_Supplied data_
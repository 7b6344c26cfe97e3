//! Process wide environment.
//!
//! The environment carries global configuration (declared ODBC version, pooling hints) and a
//! registry of the connections allocated through it. It is the only place in the crate with a
//! process wide lock; all other state lives in the connection and is protected by ownership.

use std::sync::{Arc, Mutex, Weak};

use crate::client::WireClient;
use crate::connection::Connection;
use crate::error::Error;
use crate::options::ConnectOptions;

/// ODBC behaviour declared by the application.
#[derive(Debug, Clone, Copy, PartialEq, Eq, Default)]
pub enum OdbcVersion {
    V2,
    V3,
    #[default]
    V3_80,
}

/// Connection pooling hint. The driver core does not pool itself, but records the mode for the
/// outer layer.
#[derive(Debug, Clone, Copy, PartialEq, Eq, Default)]
pub enum PoolingMode {
    #[default]
    Off,
    PerEnvironment,
}

#[derive(Default)]
struct EnvState {
    odbc_version: OdbcVersion,
    pooling: PoolingMode,
    /// Liveness tokens of connections opened through this environment.
    connections: Vec<Weak<()>>,
}

/// See the module documentation.
#[derive(Default)]
pub struct Environment {
    state: Mutex<EnvState>,
}

impl Environment {
    pub fn new() -> Self {
        Environment::default()
    }

    /// Declares the ODBC version the application was written against.
    pub fn declare_version(&self, version: OdbcVersion) {
        self.lock().odbc_version = version;
    }

    pub fn odbc_version(&self) -> OdbcVersion {
        self.lock().odbc_version
    }

    pub fn set_pooling(&self, pooling: PoolingMode) {
        self.lock().pooling = pooling;
    }

    pub fn pooling(&self) -> PoolingMode {
        self.lock().pooling
    }

    /// Opens a connection from an ODBC style connection string and registers it.
    pub fn connect<C: WireClient>(
        &self,
        connection_string: &str,
    ) -> Result<Connection<C>, Error> {
        let options = ConnectOptions::parse(connection_string)?;
        let mut connection = Connection::establish(options)?;
        let token = Arc::new(());
        self.lock().connections.push(Arc::downgrade(&token));
        connection.register(token);
        Ok(connection)
    }

    /// Number of connections opened through this environment which are still alive.
    pub fn num_connections(&self) -> usize {
        let mut state = self.lock();
        state
            .connections
            .retain(|token| token.upgrade().is_some());
        state.connections.len()
    }

    fn lock(&self) -> std::sync::MutexGuard<'_, EnvState> {
        // A poisoned environment lock means another thread panicked mid-update of plain
        // bookkeeping data; continuing with it is sound.
        match self.state.lock() {
            Ok(guard) => guard,
            Err(poisoned) => poisoned.into_inner(),
        }
    }
}

#[cfg(test)]
mod tests {
    use super::*;

    #[test]
    fn version_and_pooling_are_recorded() {
        let env = Environment::new();
        assert_eq!(OdbcVersion::V3_80, env.odbc_version());
        env.declare_version(OdbcVersion::V3);
        env.set_pooling(PoolingMode::PerEnvironment);
        assert_eq!(OdbcVersion::V3, env.odbc_version());
        assert_eq!(PoolingMode::PerEnvironment, env.pooling());
    }
}
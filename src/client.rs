//! Abstract surface of the native wire client.
//!
//! The crate does not perform socket I/O or protocol framing itself. It is generic over a client
//! library which exposes session establishment, query dispatch and result introspection. Any
//! implementation of [`WireClient`] can back a [`crate::Connection`]; the test suite ships a
//! scripted in-memory one.

use std::fmt;

use thiserror::Error as ThisError;

/// Object identifier of a server type, relation or row. Server convention.
pub type Oid = u32;

/// Health of the session as reported by the client library.
#[derive(Debug, Clone, Copy, PartialEq, Eq)]
pub enum SessionStatus {
    Ok,
    Bad,
}

/// Transaction state of the session as reported by the client library after the last command.
#[derive(Debug, Clone, Copy, PartialEq, Eq)]
pub enum WireTransactionStatus {
    /// Connection idle, no transaction open.
    Idle,
    /// Idle inside an open transaction block.
    InTransaction,
    /// Idle inside a failed transaction block.
    InError,
    /// A command is currently being processed.
    Active,
}

/// Outcome classification of one dispatched command, before the driver interprets it.
#[derive(Debug, Clone, Copy, PartialEq, Eq)]
pub enum ExecStatus {
    /// The submitted string was empty.
    EmptyQuery,
    /// A command which returns no rows completed.
    CommandOk,
    /// A command which returns rows completed, all rows transferred.
    TuplesOk,
    /// Copy-out transfer started.
    CopyOut,
    /// Copy-in transfer started.
    CopyIn,
    /// The server reported an error for this command.
    FatalError,
    /// The response could not be understood.
    BadResponse,
}

/// Fields of a server error or notice report the driver cares about.
#[derive(Debug, Clone, Copy, PartialEq, Eq)]
pub enum DiagField {
    Severity,
    Sqlstate,
    MessagePrimary,
    MessageDetail,
}

/// An asynchronous notice or warning received from the server.
#[derive(Debug, Clone)]
pub struct Notice {
    pub severity: String,
    /// SQLSTATE of the notice when the server supplied diagnostic fields.
    pub sqlstate: Option<String>,
    pub message: String,
}

/// Text or binary transfer format of one parameter or of the result.
#[derive(Debug, Clone, Copy, PartialEq, Eq, Default)]
pub enum Format {
    #[default]
    Text,
    Binary,
}

/// One parameter of a typed parameterised dispatch.
#[derive(Debug, Clone)]
pub struct WireParam {
    /// Server type to resolve the parameter as, `0` leaves the choice to the server.
    pub oid: Oid,
    /// Wire representation, `None` is the SQL NULL.
    pub value: Option<Vec<u8>>,
    pub format: Format,
}

/// Error reported by the client library itself, as opposed to an error reported by the server.
#[derive(Debug, ThisError)]
pub enum LibraryError {
    /// Session could not be established.
    #[error("could not connect: {0}")]
    ConnectFailed(String),
    /// Session broke down mid-operation.
    #[error("communication error: {0}")]
    Io(String),
    /// The client library refused the request, e.g. a dispatch while another is in flight.
    #[error("client library refused the request: {0}")]
    Usage(String),
}

/// Result introspection surface of the client library. One instance per command in a dispatch.
pub trait WireResult {
    fn status(&self) -> ExecStatus;

    /// Command tag such as `SELECT 2` or `INSERT 0 1`. Empty for row-bearing results on some
    /// servers, the driver falls back to counting rows then.
    fn command_tag(&self) -> &str;

    /// Primary error message, present when [`Self::status`] is an error.
    fn error_message(&self) -> Option<&str>;

    /// Individual error field, e.g. the SQLSTATE.
    fn error_field(&self, field: DiagField) -> Option<&str>;

    fn num_fields(&self) -> usize;
    fn field_name(&self, field: usize) -> &str;
    fn field_type(&self, field: usize) -> Oid;
    /// Declared type modifier, including the protocol's 4 byte header where applicable.
    fn field_typmod(&self, field: usize) -> i32;
    /// Oid of the originating relation, `0` for computed columns.
    fn field_relid(&self, field: usize) -> Oid;
    /// Attribute number within the originating relation, `0` for computed columns.
    fn field_attnum(&self, field: usize) -> i16;

    fn num_rows(&self) -> usize;
    fn is_null(&self, row: usize, field: usize) -> bool;
    /// Raw cell bytes in the transfer format of the result. `None` is the SQL NULL.
    fn value(&self, row: usize, field: usize) -> Option<&[u8]>;
}

/// Session surface of the client library.
///
/// A connection drives exactly one session; `&mut self` receivers encode that no two requests may
/// be in flight on one session at a time.
pub trait WireClient: Sized {
    type Result: WireResult;

    /// Open a session from `key=value` parameters.
    fn open(params: &[(String, String)]) -> Result<Self, LibraryError>;

    fn status(&self) -> SessionStatus;

    fn transaction_status(&self) -> WireTransactionStatus;

    /// Server-reported session parameter, e.g. `client_encoding` or
    /// `standard_conforming_strings`.
    fn parameter_status(&self, name: &str) -> Option<String>;

    /// Dispatch one query string (which may contain multiple statements) and wait for the first
    /// result. Remaining results are drained with [`Self::get_result`].
    fn send_query(&mut self, sql: &str) -> Result<(), LibraryError>;

    /// Next result of the current dispatch, `None` once the dispatch is fully drained.
    fn get_result(&mut self) -> Result<Option<Self::Result>, LibraryError>;

    /// Dispatch and wait for a single result. Convenience over send/drain for internal queries.
    fn exec(&mut self, sql: &str) -> Result<Self::Result, LibraryError>;

    /// Typed parameterised dispatch.
    fn exec_params(
        &mut self,
        sql: &str,
        params: &[WireParam],
        result_format: Format,
    ) -> Result<Self::Result, LibraryError>;

    /// Notices received since the last call. The driver attributes them to the result currently
    /// being drained.
    fn take_notices(&mut self) -> Vec<Notice>;

    /// Out of band best effort cancel of the command in flight.
    fn cancel(&mut self) -> Result<(), LibraryError>;

    /// `true` if the session is SSL protected.
    fn ssl_in_use(&self) -> bool;

    // Large object protocol. Routed through the server's fast-path function calls by real
    // implementations.

    fn lo_creat(&mut self) -> Result<Oid, LibraryError>;
    fn lo_open(&mut self, oid: Oid, mode: i32) -> Result<i32, LibraryError>;
    fn lo_read(&mut self, fd: i32, len: usize) -> Result<Vec<u8>, LibraryError>;
    fn lo_write(&mut self, fd: i32, data: &[u8]) -> Result<usize, LibraryError>;
    fn lo_lseek(&mut self, fd: i32, offset: i32, whence: i32) -> Result<i32, LibraryError>;
    fn lo_close(&mut self, fd: i32) -> Result<(), LibraryError>;
    fn lo_unlink(&mut self, oid: Oid) -> Result<(), LibraryError>;
}

impl fmt::Display for WireTransactionStatus {
    fn fmt(&self, f: &mut fmt::Formatter<'_>) -> fmt::Result {
        let text = match self {
            WireTransactionStatus::Idle => "idle",
            WireTransactionStatus::InTransaction => "in transaction",
            WireTransactionStatus::InError => "in failed transaction",
            WireTransactionStatus::Active => "active",
        };
        f.write_str(text)
    }
}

_Problem details_
Only the lines above from the line containing "Raw cell bytes" through the line containing "Open a session" should be retyped, exactly and with both ends included.

_Finished exercise_
    /// Raw cell bytes in the transfer format of the result. `None` is the SQL NULL.
    fn value(&self, row: usize, field: usize) -> Option<&[u8]>;
}

/// Session surface of the client library.
///
/// A connection drives exactly one session; `&mut self` receivers encode that no two requests may
/// be in flight on one session at a time.
pub trait WireClient: Sized {
    type Result: WireResult;

    /// Open a session from `key=value` parameters.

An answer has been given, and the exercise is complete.